Talia Schaffer is a Distinguished Professor of English at Queens College CUNY and the Graduate Center CUNY.
My most recent book, Communities of Care: The Social Ethics of Victorian Fiction (Princeton UP, 2021), uses the feminist philosophy of ethics of care as a way of understanding Victorian social relations. I define care as ‘meeting another’s need’ and I explore its qualities of performativity, discursivity, and temporality. What happens, I ask, if we imagine our academic lives according to an ethics of care? How might we reimagine character, narrative, and citation in terms of care? My aim is to open up this theory for literary critical methodology, and to enable us to use a theory of care for reading both Victorian texts and our own lives. The book won the Literary Encyclopedia Book Prize and honorable mention for the NAVSA Book Prize.

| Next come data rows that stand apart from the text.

//! Peer Registry
//!
//! Table of logged-in peers, indexed both by identity and by endpoint.
//! Both indexes are updated under one lock so they never disagree.

use std::collections::HashMap;
use std::net::SocketAddr;
use std::sync::Arc;

use futures_util::future::join_all;
use tokio::sync::{mpsc, Mutex, RwLock};
use tokio::time::Instant;
use tracing::{debug, info, warn};

use crate::network::channel::{InboxSender, Inbound, ReliableChannel};

/// Registry errors.
#[derive(Debug, Clone, PartialEq, Eq, thiserror::Error)]
pub enum RegistryError {
    /// Another peer already uses this identity.
    #[error("Identity already registered: {0}")]
    DuplicateIdentity(String),

    /// The endpoint is already bound to another identity.
    #[error("Endpoint already registered: {0}")]
    EndpointInUse(SocketAddr),

    /// No peer with this identity.
    #[error("Unknown peer: {0}")]
    UnknownPeer(String),
}

/// Result of delivering one message to one peer.
#[derive(Debug, Clone, Copy, PartialEq, Eq, PartialOrd, Ord)]
pub enum BroadcastOutcome {
    /// Acknowledged by the peer.
    Delivered,
    /// Retry budget exhausted; the peer stays registered.
    Failed,
    /// Channel is dead; the peer has been unregistered.
    Removed,
}

/// A registered peer. Cheap to clone.
#[derive(Clone)]
pub struct Peer {
    identity: String,
    endpoint: SocketAddr,
    channel: Arc<Mutex<ReliableChannel>>,
    inbox: InboxSender,
}

impl std::fmt::Debug for Peer {
    fn fmt(&self, f: &mut std::fmt::Formatter<'_>) -> std::fmt::Result {
        f.debug_struct("Peer")
            .field("identity", &self.identity)
            .field("endpoint", &self.endpoint)
            .finish()
    }
}

impl Peer {
    /// Create a peer record around an existing channel.
    pub fn new(
        identity: impl Into<String>,
        endpoint: SocketAddr,
        channel: Arc<Mutex<ReliableChannel>>,
        inbox: InboxSender,
    ) -> Self {
        Self {
            identity: identity.into(),
            endpoint,
            channel,
            inbox,
        }
    }

    /// Login name.
    pub fn identity(&self) -> &str {
        &self.identity
    }

    /// Remote endpoint.
    pub fn endpoint(&self) -> SocketAddr {
        self.endpoint
    }

    /// Reliable channel to this peer.
    pub fn channel(&self) -> &Arc<Mutex<ReliableChannel>> {
        &self.channel
    }

    /// Hand a raw datagram to the peer's channel.
    ///
    /// Returns `false` if the inbox is full or closed; the datagram is then
    /// dropped and the remote will retransmit.
    pub fn forward(&self, inbound: Inbound) -> bool {
        match self.inbox.try_send(inbound) {
            Ok(()) => true,
            Err(mpsc::error::TrySendError::Full(_)) => {
                debug!("Inbox for {} full, dropping datagram", self.identity);
                false
            }
            Err(mpsc::error::TrySendError::Closed(_)) => false,
        }
    }

    /// Send one message and classify the result.
    async fn deliver(&self, payload: &[u8]) -> BroadcastOutcome {
        let mut channel = self.channel.lock().await;
        match channel.send(payload).await {
            Ok(()) => BroadcastOutcome::Delivered,
            Err(e) if e.is_fatal() => {
                warn!("Dropping peer {}: {}", self.identity, e);
                BroadcastOutcome::Removed
            }
            Err(e) => {
                warn!("Delivery to {} failed: {}", self.identity, e);
                BroadcastOutcome::Failed
            }
        }
    }
}

struct Entry {
    peer: Peer,
    last_active: Instant,
}

#[derive(Default)]
struct RegistryInner {
    by_identity: HashMap<String, Entry>,
    by_endpoint: HashMap<SocketAddr, String>,
}

/// Registered peers.
#[derive(Default)]
pub struct PeerRegistry {
    inner: RwLock<RegistryInner>,
}

impl PeerRegistry {
    /// Create an empty registry.
    pub fn new() -> Self {
        Self::default()
    }

    /// Register a peer.
    pub async fn register(&self, peer: Peer) -> Result<(), RegistryError> {
        let mut inner = self.inner.write().await;

        if inner.by_identity.contains_key(&peer.identity) {
            return Err(RegistryError::DuplicateIdentity(peer.identity.clone()));
        }
        if inner.by_endpoint.contains_key(&peer.endpoint) {
            return Err(RegistryError::EndpointInUse(peer.endpoint));
        }

        info!("Registered peer {} at {}", peer.identity, peer.endpoint);
        inner.by_endpoint.insert(peer.endpoint, peer.identity.clone());
        inner.by_identity.insert(
            peer.identity.clone(),
            Entry {
                peer,
                last_active: Instant::now(),
            },
        );
        Ok(())
    }

    /// Remove a peer. Removing an unknown identity is a no-op.
    pub async fn unregister(&self, identity: &str) -> Option<Peer> {
        let mut inner = self.inner.write().await;
        let entry = inner.by_identity.remove(identity)?;
        inner.by_endpoint.remove(&entry.peer.endpoint);

        info!("Unregistered peer {}", identity);
        Some(entry.peer)
    }

    /// Find a peer by identity.
    pub async fn lookup_by_identity(&self, identity: &str) -> Option<Peer> {
        let inner = self.inner.read().await;
        inner.by_identity.get(identity).map(|e| e.peer.clone())
    }

    /// Find a peer by endpoint.
    pub async fn lookup_by_endpoint(&self, endpoint: SocketAddr) -> Option<Peer> {
        let inner = self.inner.read().await;
        let identity = inner.by_endpoint.get(&endpoint)?;
        inner.by_identity.get(identity).map(|e| e.peer.clone())
    }

    /// Whether `identity` is registered.
    pub async fn contains(&self, identity: &str) -> bool {
        self.inner.read().await.by_identity.contains_key(identity)
    }

    /// Identities of all registered peers.
    pub async fn identities(&self) -> Vec<String> {
        self.inner.read().await.by_identity.keys().cloned().collect()
    }

    /// Number of registered peers.
    pub async fn len(&self) -> usize {
        self.inner.read().await.by_identity.len()
    }

    /// Whether no peer is registered.
    pub async fn is_empty(&self) -> bool {
        self.len().await == 0
    }

    /// Record activity for a peer.
    pub async fn touch(&self, identity: &str) {
        let mut inner = self.inner.write().await;
        if let Some(entry) = inner.by_identity.get_mut(identity) {
            entry.last_active = Instant::now();
        }
    }

    /// Peers with no activity since `cutoff`.
    pub async fn idle_since(&self, cutoff: Instant) -> Vec<String> {
        let inner = self.inner.read().await;
        inner
            .by_identity
            .iter()
            .filter(|(_, e)| e.last_active < cutoff)
            .map(|(identity, _)| identity.clone())
            .collect()
    }

    /// Reliably send `payload` to one peer.
    ///
    /// A fatal channel error unregisters the peer.
    pub async fn send_to(&self, identity: &str, payload: &[u8]) -> Result<BroadcastOutcome, RegistryError> {
        let peer = self
            .lookup_by_identity(identity)
            .await
            .ok_or_else(|| RegistryError::UnknownPeer(identity.to_string()))?;

        let outcome = peer.deliver(payload).await;
        if outcome == BroadcastOutcome::Removed {
            self.unregister(identity).await;
        }
        Ok(outcome)
    }

    /// Reliably send `payload` to every peer except `exclude`.
    ///
    /// Sends run concurrently. Peers whose channel fails fatally are
    /// unregistered and reported as [`BroadcastOutcome::Removed`].
    pub async fn broadcast(&self, payload: &[u8], exclude: Option<&str>) -> Vec<(String, BroadcastOutcome)> {
        let targets: Vec<Peer> = {
            let inner = self.inner.read().await;
            inner
                .by_identity
                .values()
                .filter(|e| Some(e.peer.identity.as_str()) != exclude)
                .map(|e| e.peer.clone())
                .collect()
        };

        let outcomes = join_all(targets.iter().map(|peer| async move {
            (peer.identity.clone(), peer.deliver(payload).await)
        }))
        .await;

        for (identity, outcome) in &outcomes {
            if *outcome == BroadcastOutcome::Removed {
                self.unregister(identity).await;
            }
        }

        outcomes
    }
}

I am currently working on two other book projects. One continues the work of Communities of Care by exploring how to read from a care perspective, arguing that we need to see characters as permeable, intermeshed, and socially-situated selves shaped by the conditions of their labor. Instead of hewing to a major/minor divide, I read characters as working collaboratively to advance their joint narrative, and instead of dismissing minor characters like servants as underdeveloped, I read sympathetically from their perspective to note how their full expression gets reshaped by work conditions like invisibilization, maternalization, emotional labor, and internalization. This book features chapters on ‘ill writing’ in Sanditon, the servants of Cranford, Phil Squod in Bleak House, and possibly the Brontës.

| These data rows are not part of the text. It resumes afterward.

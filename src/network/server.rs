//! Datagram Game Server
//!
//! One UDP socket shared by every peer.
//!
//! ```text
//!                     ┌──────────────┐   inbox    ┌───────────────────┐
//!   datagrams ──────▶ │  dispatcher  │ ─────────▶ │ peer task (login, │
//!                     │ (recv_from)  │   per      │ then commands)    │
//!                     └──────────────┘  endpoint  └─────────┬─────────┘
//!                                                           │ lock
//!   tick loop ──on_timeout_tick──▶ ┌──────────────────────┐ │
//!   cleanup loop ──on_peer_leave─▶ │  SessionCoordinator  │◀┘
//!                                  └──────────┬───────────┘
//!                                             │ notices
//!                                             ▼
//!                                  PeerRegistry::broadcast / send_to
//! ```
//!
//! The dispatcher is the only reader of the socket. It hands each datagram
//! to the inbox of a registered peer, of a pending login, or of a new login
//! task. Channels write to the socket directly.

use std::collections::{HashMap, VecDeque};
use std::net::SocketAddr;
use std::sync::Arc;
use std::time::Duration;

use tokio::net::UdpSocket;
use tokio::sync::{broadcast, Mutex};
use tokio::time::{interval, Instant, MissedTickBehavior};
use tracing::{debug, error, info, instrument, warn};

use crate::config::ConfigError;
use crate::game::rules::Rules;
use crate::game::session::{Notice, Recipient, SessionConfig, SessionCoordinator};
use crate::game::state::SessionPhase;
use crate::network::channel::{self, is_unreachable, ArqConfig, InboxSender, Inbound, ReliableChannel};
use crate::network::login::{authorize, parse_login, ContactBook, LoginError, LOGIN_OK};
use crate::network::packet::HEADER_LEN;
use crate::network::protocol::Command;
use crate::network::registry::{BroadcastOutcome, Peer, PeerRegistry};

/// Server configuration.
#[derive(Debug, Clone)]
pub struct ServerConfig {
    /// Bind address.
    pub bind_addr: SocketAddr,
    /// Reliable channel parameters, shared by every peer.
    pub arq: ArqConfig,
    /// Session rules.
    pub session: SessionConfig,
    /// Period of the round deadline check.
    pub tick_interval: Duration,
    /// How long a peer task waits for a message before rechecking its state.
    pub recv_poll: Duration,
    /// Time a new endpoint has to complete its login.
    pub login_timeout: Duration,
    /// Peers silent for this long are removed.
    pub idle_timeout: Duration,
    /// Period of the idle peer sweep.
    pub cleanup_interval: Duration,
    /// Allowed users. Anyone may log in when `None`.
    pub contacts: Option<ContactBook>,
}
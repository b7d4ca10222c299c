//! Game Logic Module
//!
//! Session coordination and the puzzle it runs. No I/O happens here;
//! every transition takes the current instant and returns notices.
//!
//! ## Module Structure
//!
//! - `state`: actors, rounds, session phase, actions
//! - `rules`: the `Rules` seam and the treasure hunt puzzle
//! - `session`: round lifecycle state machine

pub mod rules;
pub mod session;
pub mod state;

// Re-export key types
pub use rules::{ActionOutcome, Rules, TreasureHunt};
pub use session::{
    ActionReport, Notice, Recipient, RoundMode, SessionConfig, SessionCoordinator, SessionError,
};
pub use state::{Action, Cell, Direction, PlayerActor, Round, SessionPhase};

The other book is about feminism and the archive. Starting in the 1970s, Victorianist feminist criticism prioritized salvaging neglected works of women’s writing. I want to explore the aftereffects of that recovery agenda. How has it tacitly shaped the past 50 years of Victorianist feminist criticism, and what might be other ways of thinking about feminist work for the 21st century? To find paths not taken, I go back to a foundational work of 1897, Women Novelists of Queen Victoria’s Reign, and cast ahead to new forms of criticism commensurate to an era of digitized archives and trans identity. I have chapters on Corelli, Malet, Woods, and Yonge – figures who pose interesting cases for recovery.
My previous book is Romance’s Rival: Familiar Marriage in Victorian Fiction (Oxford University Press, 2016), which won the NAVSA Best Book Prize for 2016 and was chosen as one of Choice‘s Outstanding Academic Books of 2016. Romance’s Rival argues that the marriage plot worked through anxieties about the emergence of romantic marriage by putting a ‘familiar’ suitor (a trusted neighbor, cousin, etc) into competition with a ‘romantic’ suitor (a dashing but perhaps untrustworthy stranger). In deciding whom to marry, the woman was also deciding whether to pursue a life of personal pleasure or continued enmeshment in her existing social networks, whether to announce herself a liberal agent or a relational being. The marital decision was, therefore, a larger decision about the woman’s own identity. Romance’s Rival explores the development of female subjectivity from the seventeenth through the twentieth century and rewrites the history of the novel, prioritizing female agency and preferences. It looks at several varieties of familiar marriage: marrying a neighbor, a cousin, a disabled man, and a colleague, and it asks why women might genuinely have preferred such unions to marriages based on romantic pleasure.
I have also written Novel Craft: Victorian Domestic Handicraft and Nineteenth-Century Fiction (2011); The Forgotten Female Aesthetes; Literary Culture in Late-Victorian England (2001); co-editor with Kathy A. Psomiades of Women and British Aestheticism (1999); editor of Lucas Malet’s 1901 novel, The History of Sir Richard Calmady (2003); and editor of Literature and Culture at the Fin de Siècle (2006). I have published widely on Victorian familial and marital norms, disability studies, noncanonical women writers, material culture, popular fiction, aestheticism, and late-Victorian texts.